## [What is expected]
I would like each line of the data that holds the word "QueryEvent" copied out.

Data to use below:

/// One interactive query as published to the stream
///
/// Both parts are optional on the wire. A missing vector means the embedding
/// service could not be reached, not that the event is invalid.
#[derive(Debug, Clone, Default, PartialEq)]
pub struct QueryEvent {
    pub text: Option<String>,
    pub vector: Option<Vec<f32>>,
}

impl QueryEvent {
    pub fn new(text: impl Into<String>, vector: Option<Vec<f32>>) -> Self {
        Self {
            text: Some(text.into()),
            vector,
        }
    }

    /// Event carrying only the query text
    pub fn text_only(text: impl Into<String>) -> Self {
        Self::new(text, None)
    }

    pub fn has_vector(&self) -> bool {
        self.vector.is_some()
    }
}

End of Data to use.

## [Reply to the exercise]
pub struct QueryEvent {
impl QueryEvent {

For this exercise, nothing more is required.